Jorge Ricardo: The four-decade ride to a new world record
CNN/Stylemagazine.com Newswire | 3/26/2018, 10:19 a.m.
By Henry Young & Aly Vance, CNN
(CNN) -- He'd done it before on over 12,000 occasions, but this time was different and suddenly the tears were starting to flow.
Finally, after a race four decades in the making, Brazilian jockey Jorge Ricardo had eclipsed his long-time rival Russell Baze, making the world record for career victories his own.
"It is a dream and a goal fulfilled," Ricardo told CNN Winning Post. "I've wanted the world record for many years. I held it twice -- in 2009 and 2013 -- but due to illness and injury I lost it.
"Well, now I've won it back again. For me it is true happiness and the truth is, I feel very complete."
Ricardo's victory, aboard the aptly-named "Hope Glory" on February 7, was number 12,845 of a remarkable career that has seen him emerge from relative obscurity to claim global headlines.
Along the way he has overcome broken bones and a bout with cancer.
But even through the darkest days, the 56-year-old has never once considered walking away, once commenting "only death" could keep him for realizing his dream.
"It never crossed my mind not to ride again," Ricardo told CNN. "Both when I had the illness and the accident, I always had a positive attitude and I knew that I was going to run again."
A four-decade, cross-continental rivalry
Over 41 years on from his first win, secured at Brazil's Hippodrome de Gavea in the shadow of Christ the Redeemer, Ricardo says he has his fiercest rival to thank for his record breaking achievements.
It has been Baze, a Canadian jockey three years his senior, that has driven the boy from Rio de Janeiro to continue racing long after most would have retired.
Baze departed the circuit in 2016 on 12,844 victories, having frequently traded the record with his South American counterpart.

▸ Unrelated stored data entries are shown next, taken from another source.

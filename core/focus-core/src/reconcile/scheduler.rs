//! Delayed-callback scheduler seam.
//!
//! The scheduler owns persistence of pending timers and delivers callbacks
//! keyed by [`TimerKind`]. It makes no liveness promise: a callback can be
//! late, or never arrive if the host was suspended. At most one callback per
//! kind is in flight; arming a kind replaces whatever was pending for it.

use std::collections::HashMap;
use std::fmt;
use std::sync::atomic::{AtomicU32, Ordering};
use std::sync::Mutex;
use std::time::Duration;

use serde::{Deserialize, Serialize};

use crate::error::SchedulerError;

#[derive(Debug, Clone, Copy, PartialEq, Eq, Hash, PartialOrd, Ord, Serialize, Deserialize)]
#[serde(rename_all = "camelCase")]
pub enum TimerKind {
    SessionEnd,
    BreakEnd,
    IdleCollectionTick,
}

impl TimerKind {
    pub const ALL: [TimerKind; 3] = [
        TimerKind::SessionEnd,
        TimerKind::BreakEnd,
        TimerKind::IdleCollectionTick,
    ];

    pub fn as_str(&self) -> &'static str {
        match self {
            TimerKind::SessionEnd => "sessionEnd",
            TimerKind::BreakEnd => "breakEnd",
            TimerKind::IdleCollectionTick => "idleCollectionTick",
        }
    }

    pub fn from_str(value: &str) -> Option<Self> {
        match value {
            "sessionEnd" => Some(TimerKind::SessionEnd),
            "breakEnd" => Some(TimerKind::BreakEnd),
            "idleCollectionTick" => Some(TimerKind::IdleCollectionTick),
            _ => None,
        }
    }
}

impl fmt::Display for TimerKind {
    fn fmt(&self, f: &mut fmt::Formatter<'_>) -> fmt::Result {
        f.write_str(self.as_str())
    }
}

#[derive(Debug, Clone, Copy, PartialEq, Eq)]
pub enum TimerSpec {
    Once { delay: Duration },
    Periodic { period: Duration },
}

pub trait Scheduler: Send + Sync {
    /// Registers a callback for `kind`, replacing any pending one.
    fn arm(&self, kind: TimerKind, spec: TimerSpec) -> Result<(), SchedulerError>;
    /// Clears the pending callback for `kind`; returns whether one existed.
    fn cancel(&self, kind: TimerKind) -> Result<bool, SchedulerError>;
}

/// In-process scheduler that never fires on its own. Callers inspect what
/// is pending and deliver callbacks themselves.
#[derive(Debug, Default)]
pub struct ManualScheduler {
    pending: Mutex<HashMap<TimerKind, TimerSpec>>,
    history: Mutex<Vec<(TimerKind, TimerSpec)>>,
    failing_arms: AtomicU32,
}

impl ManualScheduler {
    pub fn new() -> Self {
        Self::default()
    }

    /// Makes the next `count` arm calls fail.
    pub fn fail_next_arms(&self, count: u32) {
        self.failing_arms.store(count, Ordering::SeqCst);
    }

    pub fn pending(&self, kind: TimerKind) -> Option<TimerSpec> {
        self.pending
            .lock()
            .ok()
            .and_then(|pending| pending.get(&kind).copied())
    }

    /// Every successful arm, oldest first.
    pub fn history(&self) -> Vec<(TimerKind, TimerSpec)> {
        self.history
            .lock()
            .map(|history| history.clone())
            .unwrap_or_default()
    }

    /// Consumes a pending one-shot, as a delivery would. Periodic timers stay.
    pub fn take_due(&self, kind: TimerKind) -> Option<TimerSpec> {
        let mut pending = self.pending.lock().ok()?;
        match pending.get(&kind).copied() {
            Some(spec @ TimerSpec::Once { .. }) => {
                pending.remove(&kind);
                Some(spec)
            }
            other => other,
        }
    }
}

impl Scheduler for ManualScheduler {
    fn arm(&self, kind: TimerKind, spec: TimerSpec) -> Result<(), SchedulerError> {
        let failing = self.failing_arms.load(Ordering::SeqCst);
        if failing > 0 {
            self.failing_arms.store(failing - 1, Ordering::SeqCst);
            return Err(SchedulerError::new(kind.as_str(), "alarm quota exceeded"));
        }

        let mut pending = self
            .pending
            .lock()
            .map_err(|_| SchedulerError::new(kind.as_str(), "scheduler lock poisoned"))?;
        pending.insert(kind, spec);
        if let Ok(mut history) = self.history.lock() {
            history.push((kind, spec));
        }
        Ok(())
    }

    fn cancel(&self, kind: TimerKind) -> Result<bool, SchedulerError> {
        let mut pending = self
            .pending
            .lock()
            .map_err(|_| SchedulerError::new(kind.as_str(), "scheduler lock poisoned"))?;
        Ok(pending.remove(&kind).is_some())
    }
}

No other jockey in the world has even accumulated 10,000, putting their dual-hemisphere contest on a plane of its own.
They've rarely met, still less on the racetrack, but their bond has transcended the miles between them.

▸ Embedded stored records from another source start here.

#[cfg(test)]
mod tests {
    use super::*;
    use chrono::TimeZone;

    fn at(minute: u32) -> DateTime<Utc> {
        Utc.with_ymd_and_hms(2026, 1, 31, 9, minute, 0).unwrap()
    }

    fn day(d: u32) -> NaiveDate {
        NaiveDate::from_ymd_opt(2026, 1, d).unwrap()
    }

    #[test]
    fn default_document_serializes_with_camel_case_keys() {
        let value = serde_json::to_value(GameState::default()).unwrap();
        let object = value.as_object().unwrap();
        assert_eq!(object["schemaVersion"], CURRENT_SCHEMA_VERSION);
        assert!(object["break"].is_null());
        assert!(object["session"].is_null());
        assert_eq!(object["player"]["experienceToNextLevel"], 100);
        assert_eq!(object["settings"]["breakDurationMinutes"], 5);
    }

    #[test]
    fn session_timestamps_are_epoch_millis() {
        let session = SessionState {
            start_time: at(0),
            duration_minutes: 25,
            task_ref: None,
            auto_complete_task: false,
            is_active: true,
            is_paused: false,
            is_compromised: false,
            idle_seconds: 0,
            paused_at: None,
            compromise_reason: None,
        };
        let value = serde_json::to_value(&session).unwrap();
        assert_eq!(value["startTime"], at(0).timestamp_millis());
        assert!(value.get("pausedAt").is_none());
        assert_eq!(session.deadline(), at(25));
    }

    #[test]
    fn active_seconds_subtracts_idle_and_never_underflows() {
        let mut session = SessionState {
            start_time: at(0),
            duration_minutes: 25,
            task_ref: None,
            auto_complete_task: false,
            is_active: true,
            is_paused: false,
            is_compromised: false,
            idle_seconds: 120,
            paused_at: None,
            compromise_reason: None,
        };
        assert_eq!(session.active_seconds_at(at(10)), 480);
        session.idle_seconds = 10_000;
        assert_eq!(session.active_seconds_at(at(10)), 0);
    }

    #[test]
    fn unknown_top_level_keys_survive_round_trip() {
        let mut value = serde_json::to_value(GameState::default()).unwrap();
        value["uiLayout"] = serde_json::json!({"compact": true});
        let state: GameState = serde_json::from_value(value).unwrap();
        assert_eq!(state.extra["uiLayout"]["compact"], true);
        let back = serde_json::to_value(&state).unwrap();
        assert_eq!(back["uiLayout"]["compact"], true);
    }

    #[test]
    fn nested_unknown_keys_and_whole_stats_survive_round_trip() {
        let mut value = serde_json::to_value(GameState::default()).unwrap();
        value["player"]["stats"]["spirit"] = serde_json::json!(2);
        value["player"]["stats"]["harmony"] = serde_json::json!(0.5);
        value["player"]["nickname"] = serde_json::json!("ansel");
        value["settings"]["blockedSites"] = serde_json::json!(["x.com"]);

        let state: GameState = serde_json::from_value(value.clone()).unwrap();
        assert_eq!(state.player.stats.spirit, 2.0);
        assert_eq!(state.player.extra["nickname"], "ansel");
        assert_eq!(serde_json::to_value(&state).unwrap(), value);
    }

    #[test]
    fn complete_task_finds_nested_subtask() {
        let mut state = GameState::default();
        state.tasks.push(Goal {
            id: "goal-1".to_string(),
            title: "Ship".to_string(),
            completed: false,
            tasks: vec![Task {
                id: "task-1".to_string(),
                title: "Write".to_string(),
                completed: false,
                subtasks: vec![Subtask {
                    id: "sub-1".to_string(),
                    title: "Outline".to_string(),
                    completed: false,
                    ..Subtask::default()
                }],
                ..Task::default()
            }],
            ..Goal::default()
        });
        assert!(state.complete_task("sub-1"));
        assert!(state.tasks[0].tasks[0].subtasks[0].completed);
        assert!(!state.tasks[0].tasks[0].completed);
        assert!(!state.complete_task("missing"));
    }

    #[test]
    fn streak_counts_consecutive_days() {
        let mut stats = Statistics::default();
        stats.record_session_day(day(1));
        stats.record_session_day(day(1));
        stats.record_session_day(day(2));
        stats.record_session_day(day(3));
        assert_eq!(stats.current_streak_days, 3);
        stats.record_session_day(day(5));
        assert_eq!(stats.current_streak_days, 1);
        assert_eq!(stats.longest_streak_days, 3);
        assert_eq!(stats.last_session_day, Some(day(5)));
    }
}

"He is the man who inspired me to move forward," Ricardo told reporters having clinched the decisive number. "He is a great person without whom I would not have achieved what I achieved.
"I have respect for an incredible professional who is as much the owner of this record as I am."
South America's richest race
The numbers are staggering. Since starting riding as a 15-year-old apprentice under the tutelage of his father Antonio -- himself a former jockey -- Ricardo has spent nearly 15,000 days in the saddle.
With an estimated 70,000 appearances to his name, he was named Brazil's jockey of the year 26 years in succession, often winning over 400 races in a single season.
Rarely traveling abroad for the sport's most prestigious events, Ricardo has nonetheless won his continent's richest race, the Longines Gran Premio Latinoamericano, a record five times. No other jockey has done so on more than three occasions.